Despite the assumed key role of Aβ for Alzheimer´s pathogenesis, clinical trials directed at reducing Aβ failed to substantially modify the course of the disease. Thus, it now appears crucial to understand AD pathogenesis in the context of APP physiological functions. However, the early postnatal lethality of germline triple knockout mice has so far precluded the analysis of APP family physiological functions in the developing and adult brain.
Here, we generated conditional APP/APLP1/APLP2 triple KO (cTKO) mice lacking the APP family in excitatory forebrain neurons from E12 onwards using NexCre mice.

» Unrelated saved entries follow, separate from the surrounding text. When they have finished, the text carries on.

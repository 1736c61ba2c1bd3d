use crate::common::document::Document;
use crate::common::Value;
use smallvec::SmallVec;

/// One segment of a dotted field path.
#[derive(Debug, Clone, PartialEq, Eq)]
pub enum Segment {
    /// A property name; on arrays it fans out through every element.
    Name(String),
    /// A non-negative element index; on objects it addresses the decimal key.
    Index(usize),
    /// The positional marker `$`, coerced to index 0 on arrays.
    Positional,
}

impl Segment {
    /// The property name this segment addresses on an object.
    fn key(&self) -> String {
        match self {
            Segment::Name(name) => name.clone(),
            Segment::Index(index) => index.to_string(),
            Segment::Positional => "$".to_string(),
        }
    }

    /// The element index this segment addresses on an array, if any.
    fn index(&self) -> Option<usize> {
        match self {
            Segment::Index(index) => Some(*index),
            Segment::Positional => Some(0),
            Segment::Name(_) => None,
        }
    }
}

/// Parses a dotted path such as `"items.0.name"` into segments. Parsed per
/// resolution call; paths are never cached across mutations.
pub fn parse_path(path: &str) -> SmallVec<[Segment; 4]> {
    path.split('.')
        .map(|part| {
            if part == "$" {
                Segment::Positional
            } else if let Ok(index) = part.parse::<usize>() {
                Segment::Index(index)
            } else {
                Segment::Name(part.to_string())
            }
        })
        .collect()
}

/// The outcome of resolving a path against a document.
///
/// `values` is the concatenation of everything the path reached, in traversal
/// order. `exists` reports whether at least one addressed slot actually held
/// a value; an empty `values` with `exists == false` is the explicit absent
/// result, distinct from a stored null.
#[derive(Debug, Clone, Default, PartialEq)]
pub struct ResolvedValues {
    pub values: Vec<Value>,
    pub exists: bool,
}

/// Resolves `path` against `doc`, collecting every reachable value.
pub fn get_values(doc: &Document, path: &str) -> ResolvedValues {
    let segments = parse_path(path);
    let mut resolved = ResolvedValues::default();
    collect_in_document(doc, &segments, &mut resolved);
    resolved
}

/// The first value the path reaches, or [None] when nothing resolves.
pub fn first_value(doc: &Document, path: &str) -> Option<Value> {
    get_values(doc, path).values.into_iter().next()
}

/// Whether the path reaches at least one existing value.
pub fn exists(doc: &Document, path: &str) -> bool {
    get_values(doc, path).exists
}

fn collect_in_document(doc: &Document, segments: &[Segment], out: &mut ResolvedValues) {
    let key = segments[0].key();
    if segments.len() == 1 {
        if let Some(value) = doc.get(&key) {
            out.values.push(value.clone());
            out.exists = true;
        }
    } else if let Some(value) = doc.get(&key) {
        collect_in_value(value, &segments[1..], out);
    }
}

fn collect_in_value(value: &Value, segments: &[Segment], out: &mut ResolvedValues) {
    match value {
        Value::Document(doc) => collect_in_document(doc, segments, out),
        Value::Array(items) => match segments[0].index() {
            Some(index) => {
                if let Some(element) = items.get(index) {
                    if segments.len() == 1 {
                        out.values.push(element.clone());
                        out.exists = true;
                    } else {
                        collect_in_value(element, &segments[1..], out);
                    }
                }
            }
            // A name segment fans out: the same segments resolve against
            // every element that is itself a container.
            None => {
                for element in items {
                    if element.is_document() || element.is_array() {
                        collect_in_value(element, segments, out);
                    }
                }
            }
        },
        _ => {}
    }
}

/// What to do with a settable slot.
#[derive(Debug, Clone, PartialEq)]
pub enum SetAction {
    /// Store this value in the slot.
    Put(Value),
    /// Vacate the slot: deletes an object key, nulls an array element
    /// (array length is preserved).
    Remove,
}

/// Writes `value` into every settable slot `path` resolves to. Returns true
/// when any slot actually changed, tracked by structural equality.
pub fn set_values(doc: &mut Document, path: &str, value: Value) -> bool {
    set_values_transform(doc, path, |_| Some(SetAction::Put(value.clone())))
}

/// Vacates every settable slot `path` resolves to.
pub fn remove_values(doc: &mut Document, path: &str) -> bool {
    set_values_transform(doc, path, |_| Some(SetAction::Remove))
}

/// Writes `value` into each settable slot whose current content passes
/// `condition`. The condition sees [None] for an addressable-but-absent slot.
pub fn set_values_conditional<C>(
    doc: &mut Document,
    path: &str,
    condition: C,
    value: Value,
) -> bool
where
    C: Fn(Option<&Value>) -> bool,
{
    set_values_transform(doc, path, |current| {
        if condition(current) {
            Some(SetAction::Put(value.clone()))
        } else {
            None
        }
    })
}

/// The general setter: for every settable slot, `transform` receives the
/// current content and returns the action to take, or [None] to leave the
/// slot untouched.
///
/// Settable slots follow the resolution rules: an object property addressed
/// by a terminal segment is settable whether or not it exists yet; a missing
/// intermediate property is a dead end (no intermediate containers are
/// created); an array element addressed by a terminal index is settable, and
/// a write past the end extends the array with nulls. Whole arrays are never
/// settable.
pub fn set_values_transform<F>(doc: &mut Document, path: &str, mut transform: F) -> bool
where
    F: FnMut(Option<&Value>) -> Option<SetAction>,
{
    let segments = parse_path(path);
    let mut modified = false;
    apply_in_document(doc, &segments, &mut transform, &mut modified);
    modified
}

fn apply_in_document<F>(doc: &mut Document, segments: &[Segment], f: &mut F, modified: &mut bool)
where
    F: FnMut(Option<&Value>) -> Option<SetAction>,
{
    let key = segments[0].key();
    if segments.len() == 1 {
        match f(doc.get(&key)) {
            Some(SetAction::Put(value)) => {
                // Structural inequality, not the canonical comparator: the
                // canonical array order treats a prefix as equal to its
                // extension, which would swallow element-level edits.
                let differs = match doc.get(&key) {
                    Some(current) => current != &value,
                    None => true,
                };
                if differs {
                    doc.put(key, value);
                    *modified = true;
                }
            }
            Some(SetAction::Remove) => {
                if doc.remove(&key).is_some() {
                    *modified = true;
                }
            }
            None => {}
        }
    } else if let Some(value) = doc.get_mut(&key) {
        apply_in_value(value, &segments[1..], f, modified);
    }
}

fn apply_in_value<F>(value: &mut Value, segments: &[Segment], f: &mut F, modified: &mut bool)
where
    F: FnMut(Option<&Value>) -> Option<SetAction>,
{
    match value {
        Value::Document(doc) => apply_in_document(doc, segments, f, modified),
        Value::Array(items) => match segments[0].index() {
            Some(index) => {
                if segments.len() == 1 {
                    apply_to_element(items, index, f, modified);
                } else if let Some(element) = items.get_mut(index) {
                    apply_in_value(element, &segments[1..], f, modified);
                }
            }
            None => {
                for element in items.iter_mut() {
                    if element.is_document() || element.is_array() {
                        apply_in_value(element, segments, f, modified);
                    }
                }
            }
        },
        _ => {}
    }
}

fn apply_to_element<F>(items: &mut Vec<Value>, index: usize, f: &mut F, modified: &mut bool)
where
    F: FnMut(Option<&Value>) -> Option<SetAction>,
{
    match f(items.get(index)) {
        Some(SetAction::Put(value)) => {
            if index < items.len() {
                if items[index] != value {
                    items[index] = value;
                    *modified = true;
                }
            } else {
                items.resize(index, Value::Null);
                items.push(value);
                *modified = true;
            }
        }
        Some(SetAction::Remove) => {
            if let Some(element) = items.get_mut(index) {
                if !element.is_null() {
                    *element = Value::Null;
                    *modified = true;
                }
            }
        }
        None => {}
    }
}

Conditional cTKO mice showed altered brain morphology with agenesis of the corpus callosum and impaired lamination of the hippocampus. In addition, electrophysiological recordings in the hippocampus of cTKO mice revealed impaired basal synaptic transmission and severely reduced long-term potentiation that was associated with reduced spine density of hippocampal neurons. At the behavioral level cTKO mice were not only severely impaired in several tests for learning and memory, but also exhibited autism-like behaviors including stereotypic repetitive behaviors, reduced social communication and impaired social interaction. Further, in vivo two-photon imaging of spontaneous Ca2+ transients revealed that behavioral impairments were associated with impaired network activity in the cortex.
Together, our study identifies essential functions of the APP family during brain development and for hippocampal and cortical networks in the adult brain, important to consider for future therapeutic strategies.